WHAT THE TASK ASKS =>
Within the listing below, show every line that contains the word "PartialEq".

************

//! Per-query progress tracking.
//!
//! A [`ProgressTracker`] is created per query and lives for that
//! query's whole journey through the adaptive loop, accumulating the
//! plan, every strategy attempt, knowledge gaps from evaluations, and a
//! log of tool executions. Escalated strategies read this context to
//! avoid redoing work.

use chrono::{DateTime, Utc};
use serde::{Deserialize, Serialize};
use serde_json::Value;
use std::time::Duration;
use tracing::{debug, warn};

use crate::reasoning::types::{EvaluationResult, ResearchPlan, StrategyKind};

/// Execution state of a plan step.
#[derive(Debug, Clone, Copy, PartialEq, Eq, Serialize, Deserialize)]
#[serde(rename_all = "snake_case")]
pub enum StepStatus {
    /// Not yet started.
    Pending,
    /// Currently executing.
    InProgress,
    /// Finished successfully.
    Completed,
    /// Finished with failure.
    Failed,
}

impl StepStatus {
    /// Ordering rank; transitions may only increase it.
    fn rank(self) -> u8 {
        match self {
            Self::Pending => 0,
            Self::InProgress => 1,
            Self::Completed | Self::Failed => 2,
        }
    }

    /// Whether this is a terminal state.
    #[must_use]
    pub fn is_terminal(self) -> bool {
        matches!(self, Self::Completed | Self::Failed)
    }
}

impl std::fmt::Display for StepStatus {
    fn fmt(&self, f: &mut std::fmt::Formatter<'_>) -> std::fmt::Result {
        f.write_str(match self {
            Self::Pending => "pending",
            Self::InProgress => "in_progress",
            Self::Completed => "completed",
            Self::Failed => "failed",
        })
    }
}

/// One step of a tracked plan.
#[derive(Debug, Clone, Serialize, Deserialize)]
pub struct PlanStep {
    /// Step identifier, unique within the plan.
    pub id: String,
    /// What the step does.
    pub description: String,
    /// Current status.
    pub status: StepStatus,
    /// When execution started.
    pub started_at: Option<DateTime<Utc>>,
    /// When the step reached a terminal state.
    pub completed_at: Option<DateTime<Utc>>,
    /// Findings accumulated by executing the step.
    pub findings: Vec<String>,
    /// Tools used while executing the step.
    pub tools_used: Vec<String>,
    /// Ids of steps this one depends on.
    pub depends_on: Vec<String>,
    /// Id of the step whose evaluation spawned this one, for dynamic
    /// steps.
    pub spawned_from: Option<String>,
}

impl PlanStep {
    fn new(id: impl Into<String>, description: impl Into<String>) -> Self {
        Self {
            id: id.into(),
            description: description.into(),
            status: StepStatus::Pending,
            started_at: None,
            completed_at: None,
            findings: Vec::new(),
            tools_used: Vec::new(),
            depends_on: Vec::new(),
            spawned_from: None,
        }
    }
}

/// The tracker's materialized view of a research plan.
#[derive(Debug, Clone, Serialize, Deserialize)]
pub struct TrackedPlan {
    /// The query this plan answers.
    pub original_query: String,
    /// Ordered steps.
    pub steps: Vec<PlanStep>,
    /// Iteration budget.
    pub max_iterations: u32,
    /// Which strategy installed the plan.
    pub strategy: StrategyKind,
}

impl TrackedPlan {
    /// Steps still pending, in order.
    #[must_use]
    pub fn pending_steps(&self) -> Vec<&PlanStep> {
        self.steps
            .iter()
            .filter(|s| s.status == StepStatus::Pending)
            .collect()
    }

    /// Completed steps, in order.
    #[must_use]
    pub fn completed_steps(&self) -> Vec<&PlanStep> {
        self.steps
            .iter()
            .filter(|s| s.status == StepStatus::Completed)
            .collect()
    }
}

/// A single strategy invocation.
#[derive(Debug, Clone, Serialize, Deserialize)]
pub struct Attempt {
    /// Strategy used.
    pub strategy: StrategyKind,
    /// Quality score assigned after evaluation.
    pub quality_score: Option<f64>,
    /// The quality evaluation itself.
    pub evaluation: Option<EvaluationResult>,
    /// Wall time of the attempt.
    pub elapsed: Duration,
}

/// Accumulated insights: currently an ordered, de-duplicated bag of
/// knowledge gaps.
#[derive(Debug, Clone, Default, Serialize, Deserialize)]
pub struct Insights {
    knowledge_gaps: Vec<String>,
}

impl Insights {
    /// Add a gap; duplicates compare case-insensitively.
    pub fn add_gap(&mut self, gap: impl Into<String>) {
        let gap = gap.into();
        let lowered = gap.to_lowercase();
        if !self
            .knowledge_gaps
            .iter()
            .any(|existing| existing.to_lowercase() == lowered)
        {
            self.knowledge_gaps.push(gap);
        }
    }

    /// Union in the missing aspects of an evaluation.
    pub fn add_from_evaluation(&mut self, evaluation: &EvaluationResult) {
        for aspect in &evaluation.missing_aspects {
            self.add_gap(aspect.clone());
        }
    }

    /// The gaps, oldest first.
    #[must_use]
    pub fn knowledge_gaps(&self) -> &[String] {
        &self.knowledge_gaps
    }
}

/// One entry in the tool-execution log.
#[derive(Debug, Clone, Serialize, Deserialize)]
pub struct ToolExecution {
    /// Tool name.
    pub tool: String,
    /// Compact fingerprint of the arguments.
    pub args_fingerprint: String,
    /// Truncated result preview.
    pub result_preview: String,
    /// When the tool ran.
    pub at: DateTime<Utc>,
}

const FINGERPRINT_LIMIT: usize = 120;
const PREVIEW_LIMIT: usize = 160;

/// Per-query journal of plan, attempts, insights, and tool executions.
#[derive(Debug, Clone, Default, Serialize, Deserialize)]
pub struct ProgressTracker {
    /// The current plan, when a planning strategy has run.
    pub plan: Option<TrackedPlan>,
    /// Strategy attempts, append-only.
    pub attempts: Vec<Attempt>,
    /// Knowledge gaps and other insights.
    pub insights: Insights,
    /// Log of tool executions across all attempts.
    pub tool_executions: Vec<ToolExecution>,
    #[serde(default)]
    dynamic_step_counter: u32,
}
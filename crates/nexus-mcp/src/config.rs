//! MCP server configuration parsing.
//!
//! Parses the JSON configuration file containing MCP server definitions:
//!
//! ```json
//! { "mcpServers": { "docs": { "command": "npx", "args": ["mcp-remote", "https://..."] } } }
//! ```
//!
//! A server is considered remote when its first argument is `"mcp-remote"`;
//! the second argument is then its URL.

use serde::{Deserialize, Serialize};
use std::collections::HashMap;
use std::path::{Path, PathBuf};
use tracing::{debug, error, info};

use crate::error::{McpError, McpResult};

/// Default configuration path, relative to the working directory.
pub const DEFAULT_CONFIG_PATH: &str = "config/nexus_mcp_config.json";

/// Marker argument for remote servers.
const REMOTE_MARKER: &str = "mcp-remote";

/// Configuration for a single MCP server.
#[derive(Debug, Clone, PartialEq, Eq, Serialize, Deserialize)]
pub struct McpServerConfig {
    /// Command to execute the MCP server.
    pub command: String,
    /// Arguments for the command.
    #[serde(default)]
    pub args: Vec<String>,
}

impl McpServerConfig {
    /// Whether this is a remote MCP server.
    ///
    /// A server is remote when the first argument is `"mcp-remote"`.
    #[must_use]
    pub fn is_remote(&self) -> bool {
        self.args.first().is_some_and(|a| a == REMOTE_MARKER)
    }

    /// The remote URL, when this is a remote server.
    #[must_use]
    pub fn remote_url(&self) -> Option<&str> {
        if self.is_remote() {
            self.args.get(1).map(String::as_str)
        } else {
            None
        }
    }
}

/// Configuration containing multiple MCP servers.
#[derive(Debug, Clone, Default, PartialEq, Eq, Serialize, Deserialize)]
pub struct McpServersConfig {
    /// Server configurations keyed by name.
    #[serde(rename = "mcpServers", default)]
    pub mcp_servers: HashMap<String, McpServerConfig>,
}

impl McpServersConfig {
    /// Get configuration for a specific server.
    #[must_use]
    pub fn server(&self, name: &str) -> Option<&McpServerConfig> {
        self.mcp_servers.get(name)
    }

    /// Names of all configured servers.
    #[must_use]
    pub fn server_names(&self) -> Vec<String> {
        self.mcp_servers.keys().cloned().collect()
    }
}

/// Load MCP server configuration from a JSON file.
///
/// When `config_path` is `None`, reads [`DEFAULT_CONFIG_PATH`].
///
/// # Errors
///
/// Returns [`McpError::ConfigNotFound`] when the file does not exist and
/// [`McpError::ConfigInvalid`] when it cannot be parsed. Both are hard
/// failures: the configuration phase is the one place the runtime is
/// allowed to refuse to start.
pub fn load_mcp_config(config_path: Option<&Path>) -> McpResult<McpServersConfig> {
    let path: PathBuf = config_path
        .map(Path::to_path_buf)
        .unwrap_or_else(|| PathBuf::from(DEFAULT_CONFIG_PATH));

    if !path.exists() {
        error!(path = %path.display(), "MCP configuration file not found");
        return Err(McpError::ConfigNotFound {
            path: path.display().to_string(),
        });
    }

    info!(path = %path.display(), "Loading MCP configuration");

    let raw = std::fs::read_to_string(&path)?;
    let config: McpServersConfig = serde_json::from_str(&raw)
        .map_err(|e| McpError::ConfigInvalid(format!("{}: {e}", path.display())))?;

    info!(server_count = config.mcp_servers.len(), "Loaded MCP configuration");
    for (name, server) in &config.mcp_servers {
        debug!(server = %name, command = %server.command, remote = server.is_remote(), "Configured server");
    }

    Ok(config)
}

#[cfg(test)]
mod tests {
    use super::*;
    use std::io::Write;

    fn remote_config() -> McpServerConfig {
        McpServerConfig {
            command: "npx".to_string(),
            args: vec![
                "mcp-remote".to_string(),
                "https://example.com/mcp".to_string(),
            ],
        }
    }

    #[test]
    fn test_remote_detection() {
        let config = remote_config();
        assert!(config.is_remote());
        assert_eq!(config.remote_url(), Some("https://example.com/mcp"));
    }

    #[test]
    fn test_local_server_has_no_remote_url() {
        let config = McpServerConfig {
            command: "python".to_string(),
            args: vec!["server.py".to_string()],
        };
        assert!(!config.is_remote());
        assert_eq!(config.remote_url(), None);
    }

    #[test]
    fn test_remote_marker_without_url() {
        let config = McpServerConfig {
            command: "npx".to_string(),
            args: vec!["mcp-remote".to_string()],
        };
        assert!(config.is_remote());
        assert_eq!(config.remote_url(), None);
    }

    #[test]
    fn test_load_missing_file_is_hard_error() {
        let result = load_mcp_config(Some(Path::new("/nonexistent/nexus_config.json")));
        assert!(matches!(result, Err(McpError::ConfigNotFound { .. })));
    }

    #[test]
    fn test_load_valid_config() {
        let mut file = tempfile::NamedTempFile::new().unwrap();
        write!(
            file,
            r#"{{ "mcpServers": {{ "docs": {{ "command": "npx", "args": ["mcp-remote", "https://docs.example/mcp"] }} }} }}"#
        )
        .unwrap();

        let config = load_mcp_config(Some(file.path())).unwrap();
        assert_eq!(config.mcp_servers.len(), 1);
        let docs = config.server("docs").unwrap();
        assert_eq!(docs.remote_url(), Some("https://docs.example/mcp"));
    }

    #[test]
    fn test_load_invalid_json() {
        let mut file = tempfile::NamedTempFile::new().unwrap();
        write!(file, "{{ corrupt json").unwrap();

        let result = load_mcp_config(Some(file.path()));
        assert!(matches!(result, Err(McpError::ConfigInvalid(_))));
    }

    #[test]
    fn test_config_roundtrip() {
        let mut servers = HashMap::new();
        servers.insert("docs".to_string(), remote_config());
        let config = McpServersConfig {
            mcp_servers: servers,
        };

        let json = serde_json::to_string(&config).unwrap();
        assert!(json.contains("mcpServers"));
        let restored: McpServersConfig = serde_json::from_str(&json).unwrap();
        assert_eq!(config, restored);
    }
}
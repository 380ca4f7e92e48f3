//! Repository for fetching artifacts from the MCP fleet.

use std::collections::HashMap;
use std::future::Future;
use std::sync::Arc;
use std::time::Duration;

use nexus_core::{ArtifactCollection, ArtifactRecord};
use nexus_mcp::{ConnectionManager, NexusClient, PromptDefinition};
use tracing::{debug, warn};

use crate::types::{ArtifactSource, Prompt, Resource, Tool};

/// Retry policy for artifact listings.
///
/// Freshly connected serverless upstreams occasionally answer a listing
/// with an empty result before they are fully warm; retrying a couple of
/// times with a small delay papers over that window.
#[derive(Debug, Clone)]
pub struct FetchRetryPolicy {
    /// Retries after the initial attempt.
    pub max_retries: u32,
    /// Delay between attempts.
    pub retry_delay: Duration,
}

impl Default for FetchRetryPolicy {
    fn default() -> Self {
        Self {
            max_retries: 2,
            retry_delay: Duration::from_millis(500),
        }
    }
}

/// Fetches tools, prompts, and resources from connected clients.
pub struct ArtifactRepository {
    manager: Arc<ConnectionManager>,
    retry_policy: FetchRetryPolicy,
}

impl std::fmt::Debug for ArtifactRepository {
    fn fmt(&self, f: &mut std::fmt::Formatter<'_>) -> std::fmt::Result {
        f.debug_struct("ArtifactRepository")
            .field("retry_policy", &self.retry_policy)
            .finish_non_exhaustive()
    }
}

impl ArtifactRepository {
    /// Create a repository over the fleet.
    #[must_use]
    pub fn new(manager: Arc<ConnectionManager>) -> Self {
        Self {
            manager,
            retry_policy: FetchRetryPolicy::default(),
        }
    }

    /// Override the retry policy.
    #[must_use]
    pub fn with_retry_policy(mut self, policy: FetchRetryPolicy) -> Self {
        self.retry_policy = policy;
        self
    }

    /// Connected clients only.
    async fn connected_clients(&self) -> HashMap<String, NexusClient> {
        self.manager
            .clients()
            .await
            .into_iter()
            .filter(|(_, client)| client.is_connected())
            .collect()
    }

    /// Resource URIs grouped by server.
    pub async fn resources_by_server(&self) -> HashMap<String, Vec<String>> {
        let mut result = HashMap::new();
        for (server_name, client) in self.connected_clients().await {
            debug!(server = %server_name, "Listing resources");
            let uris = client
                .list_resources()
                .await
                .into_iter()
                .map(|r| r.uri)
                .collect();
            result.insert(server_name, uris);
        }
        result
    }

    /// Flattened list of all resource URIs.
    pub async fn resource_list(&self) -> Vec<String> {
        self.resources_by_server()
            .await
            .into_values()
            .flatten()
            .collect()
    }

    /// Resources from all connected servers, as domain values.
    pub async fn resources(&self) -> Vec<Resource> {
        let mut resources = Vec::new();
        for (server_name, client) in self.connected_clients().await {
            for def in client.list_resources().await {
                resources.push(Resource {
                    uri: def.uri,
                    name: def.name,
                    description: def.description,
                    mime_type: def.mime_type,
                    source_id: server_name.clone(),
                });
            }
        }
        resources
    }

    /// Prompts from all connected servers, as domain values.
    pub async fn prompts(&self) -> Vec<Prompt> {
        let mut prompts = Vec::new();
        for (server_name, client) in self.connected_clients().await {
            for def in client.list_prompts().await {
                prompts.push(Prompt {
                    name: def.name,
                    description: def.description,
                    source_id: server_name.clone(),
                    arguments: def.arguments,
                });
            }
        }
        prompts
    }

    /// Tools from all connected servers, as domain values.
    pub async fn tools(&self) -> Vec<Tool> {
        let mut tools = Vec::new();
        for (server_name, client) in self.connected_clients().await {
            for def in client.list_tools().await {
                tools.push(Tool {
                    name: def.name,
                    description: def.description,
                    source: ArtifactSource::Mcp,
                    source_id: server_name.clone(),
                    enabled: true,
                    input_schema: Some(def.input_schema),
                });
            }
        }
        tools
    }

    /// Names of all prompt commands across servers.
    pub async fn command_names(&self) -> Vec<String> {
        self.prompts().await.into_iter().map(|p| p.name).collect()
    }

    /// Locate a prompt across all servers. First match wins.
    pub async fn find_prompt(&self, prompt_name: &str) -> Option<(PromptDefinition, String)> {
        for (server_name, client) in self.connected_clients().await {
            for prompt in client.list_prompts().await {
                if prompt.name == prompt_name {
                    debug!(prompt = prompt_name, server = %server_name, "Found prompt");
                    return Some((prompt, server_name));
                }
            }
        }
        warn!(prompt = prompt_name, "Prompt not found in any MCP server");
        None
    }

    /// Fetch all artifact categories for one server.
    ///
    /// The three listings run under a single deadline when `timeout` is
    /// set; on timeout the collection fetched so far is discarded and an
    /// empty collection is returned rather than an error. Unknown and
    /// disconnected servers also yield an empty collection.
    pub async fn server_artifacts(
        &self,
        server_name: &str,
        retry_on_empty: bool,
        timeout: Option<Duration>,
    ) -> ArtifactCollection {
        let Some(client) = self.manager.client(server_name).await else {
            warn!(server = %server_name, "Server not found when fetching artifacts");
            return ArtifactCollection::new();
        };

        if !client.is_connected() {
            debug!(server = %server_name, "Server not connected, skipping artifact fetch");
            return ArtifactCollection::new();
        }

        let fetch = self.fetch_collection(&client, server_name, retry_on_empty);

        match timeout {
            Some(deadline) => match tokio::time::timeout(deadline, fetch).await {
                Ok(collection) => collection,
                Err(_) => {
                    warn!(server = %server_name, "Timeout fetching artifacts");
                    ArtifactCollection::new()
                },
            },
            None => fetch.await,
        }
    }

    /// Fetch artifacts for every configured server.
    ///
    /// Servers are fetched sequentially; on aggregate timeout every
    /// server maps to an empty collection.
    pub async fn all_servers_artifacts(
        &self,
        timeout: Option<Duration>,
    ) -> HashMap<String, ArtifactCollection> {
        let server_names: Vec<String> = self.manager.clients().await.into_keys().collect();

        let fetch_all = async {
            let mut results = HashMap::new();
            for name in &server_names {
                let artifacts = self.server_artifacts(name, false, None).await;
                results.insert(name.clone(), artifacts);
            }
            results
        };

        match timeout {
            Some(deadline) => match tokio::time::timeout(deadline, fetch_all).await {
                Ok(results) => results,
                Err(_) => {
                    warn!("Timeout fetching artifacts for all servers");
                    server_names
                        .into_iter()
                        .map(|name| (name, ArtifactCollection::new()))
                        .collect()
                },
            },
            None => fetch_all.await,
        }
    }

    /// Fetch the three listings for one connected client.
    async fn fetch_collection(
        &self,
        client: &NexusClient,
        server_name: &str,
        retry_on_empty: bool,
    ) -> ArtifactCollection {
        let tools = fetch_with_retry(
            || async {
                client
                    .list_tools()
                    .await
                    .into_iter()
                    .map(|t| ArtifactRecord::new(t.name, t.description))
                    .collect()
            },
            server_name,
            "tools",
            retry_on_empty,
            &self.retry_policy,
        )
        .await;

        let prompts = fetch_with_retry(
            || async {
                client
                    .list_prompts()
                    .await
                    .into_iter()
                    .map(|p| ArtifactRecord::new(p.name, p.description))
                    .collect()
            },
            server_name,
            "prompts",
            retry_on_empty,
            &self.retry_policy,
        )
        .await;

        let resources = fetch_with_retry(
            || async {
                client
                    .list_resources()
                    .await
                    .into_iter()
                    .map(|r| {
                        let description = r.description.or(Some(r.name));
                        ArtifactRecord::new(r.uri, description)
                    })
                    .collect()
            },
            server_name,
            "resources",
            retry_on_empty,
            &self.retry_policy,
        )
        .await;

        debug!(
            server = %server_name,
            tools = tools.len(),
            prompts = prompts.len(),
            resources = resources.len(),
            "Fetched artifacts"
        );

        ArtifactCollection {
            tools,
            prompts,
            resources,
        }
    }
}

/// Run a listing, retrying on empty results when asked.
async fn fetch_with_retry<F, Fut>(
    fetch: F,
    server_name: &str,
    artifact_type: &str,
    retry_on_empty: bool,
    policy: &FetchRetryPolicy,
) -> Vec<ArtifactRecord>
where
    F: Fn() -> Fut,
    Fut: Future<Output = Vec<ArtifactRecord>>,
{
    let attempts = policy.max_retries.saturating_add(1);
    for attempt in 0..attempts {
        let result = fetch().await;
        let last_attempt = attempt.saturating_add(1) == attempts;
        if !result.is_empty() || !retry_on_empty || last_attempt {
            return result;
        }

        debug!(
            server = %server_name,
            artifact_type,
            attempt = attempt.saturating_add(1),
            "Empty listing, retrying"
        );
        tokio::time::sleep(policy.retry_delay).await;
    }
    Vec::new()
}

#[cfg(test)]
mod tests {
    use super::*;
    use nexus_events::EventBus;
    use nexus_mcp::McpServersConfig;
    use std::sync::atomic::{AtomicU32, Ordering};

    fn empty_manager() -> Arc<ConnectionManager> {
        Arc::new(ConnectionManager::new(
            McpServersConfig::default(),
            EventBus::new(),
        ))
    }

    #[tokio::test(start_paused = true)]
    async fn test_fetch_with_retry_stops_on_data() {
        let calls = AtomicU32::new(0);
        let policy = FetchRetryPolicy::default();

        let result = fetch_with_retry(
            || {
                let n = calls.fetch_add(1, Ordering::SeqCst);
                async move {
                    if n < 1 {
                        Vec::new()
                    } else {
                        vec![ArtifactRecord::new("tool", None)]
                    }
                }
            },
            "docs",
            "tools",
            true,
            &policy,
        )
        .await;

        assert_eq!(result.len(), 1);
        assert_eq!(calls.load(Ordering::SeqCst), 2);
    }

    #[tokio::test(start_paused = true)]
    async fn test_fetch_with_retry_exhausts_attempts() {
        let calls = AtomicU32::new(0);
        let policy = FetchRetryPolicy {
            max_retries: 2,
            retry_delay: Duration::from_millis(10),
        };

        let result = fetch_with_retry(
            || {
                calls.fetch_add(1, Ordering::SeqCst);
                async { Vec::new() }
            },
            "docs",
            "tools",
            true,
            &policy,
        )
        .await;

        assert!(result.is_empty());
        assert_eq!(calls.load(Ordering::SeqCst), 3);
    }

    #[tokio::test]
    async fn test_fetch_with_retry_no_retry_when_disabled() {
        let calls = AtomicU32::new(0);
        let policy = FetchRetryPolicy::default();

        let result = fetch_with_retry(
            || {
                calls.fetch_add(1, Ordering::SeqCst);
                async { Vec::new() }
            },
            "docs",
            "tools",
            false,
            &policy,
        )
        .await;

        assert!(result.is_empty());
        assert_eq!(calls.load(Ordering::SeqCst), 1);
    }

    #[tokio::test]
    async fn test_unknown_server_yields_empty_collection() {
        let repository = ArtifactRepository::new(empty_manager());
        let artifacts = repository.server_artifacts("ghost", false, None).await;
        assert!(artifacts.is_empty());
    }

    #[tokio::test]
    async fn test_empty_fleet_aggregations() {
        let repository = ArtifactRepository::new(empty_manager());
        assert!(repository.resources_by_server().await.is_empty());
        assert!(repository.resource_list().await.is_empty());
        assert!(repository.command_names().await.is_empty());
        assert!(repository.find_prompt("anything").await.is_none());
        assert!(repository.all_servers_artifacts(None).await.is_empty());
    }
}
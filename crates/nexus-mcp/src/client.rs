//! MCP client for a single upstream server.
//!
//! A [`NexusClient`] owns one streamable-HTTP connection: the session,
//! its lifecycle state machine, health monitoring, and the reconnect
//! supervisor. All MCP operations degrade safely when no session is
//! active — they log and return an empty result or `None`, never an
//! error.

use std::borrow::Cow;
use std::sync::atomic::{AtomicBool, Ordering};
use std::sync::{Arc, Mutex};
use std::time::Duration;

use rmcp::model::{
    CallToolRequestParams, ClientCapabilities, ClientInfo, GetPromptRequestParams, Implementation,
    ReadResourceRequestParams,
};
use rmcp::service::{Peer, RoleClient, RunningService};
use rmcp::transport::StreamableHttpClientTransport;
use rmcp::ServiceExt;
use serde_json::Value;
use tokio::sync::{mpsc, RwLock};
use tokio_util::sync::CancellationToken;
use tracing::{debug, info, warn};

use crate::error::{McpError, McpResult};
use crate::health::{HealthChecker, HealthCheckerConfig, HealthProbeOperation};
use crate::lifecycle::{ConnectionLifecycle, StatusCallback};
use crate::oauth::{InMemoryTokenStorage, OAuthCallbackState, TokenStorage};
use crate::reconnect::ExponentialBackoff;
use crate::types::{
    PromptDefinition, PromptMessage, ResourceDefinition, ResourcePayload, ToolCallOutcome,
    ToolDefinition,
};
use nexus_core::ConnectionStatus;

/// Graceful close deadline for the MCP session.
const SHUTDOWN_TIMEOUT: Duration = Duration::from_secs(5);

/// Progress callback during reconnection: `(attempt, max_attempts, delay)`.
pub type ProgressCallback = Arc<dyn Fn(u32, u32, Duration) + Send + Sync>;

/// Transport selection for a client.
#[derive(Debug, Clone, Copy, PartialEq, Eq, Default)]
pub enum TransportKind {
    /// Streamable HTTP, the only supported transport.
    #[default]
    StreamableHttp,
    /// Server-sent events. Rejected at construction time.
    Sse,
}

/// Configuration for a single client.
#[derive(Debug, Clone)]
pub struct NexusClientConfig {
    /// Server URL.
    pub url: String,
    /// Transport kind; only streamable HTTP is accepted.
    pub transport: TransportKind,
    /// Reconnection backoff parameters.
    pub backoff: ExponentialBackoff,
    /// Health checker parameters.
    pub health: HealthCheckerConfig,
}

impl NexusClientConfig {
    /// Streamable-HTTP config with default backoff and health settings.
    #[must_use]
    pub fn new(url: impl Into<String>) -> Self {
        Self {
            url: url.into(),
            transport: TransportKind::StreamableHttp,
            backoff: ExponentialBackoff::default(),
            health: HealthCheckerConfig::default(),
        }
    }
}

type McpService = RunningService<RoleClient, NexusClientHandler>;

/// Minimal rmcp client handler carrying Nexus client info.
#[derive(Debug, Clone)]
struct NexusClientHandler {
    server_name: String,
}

************

RESULT FOR THIS EXERCISE =>
#[derive(Debug, Clone, Copy, PartialEq, Eq, Serialize, Deserialize)]
#[derive(Debug, Clone, PartialEq, Eq, Serialize, Deserialize)]
#[derive(Debug, Clone, Default, PartialEq, Eq, Serialize, Deserialize)]
#[derive(Debug, Clone, Copy, PartialEq, Eq, Default)]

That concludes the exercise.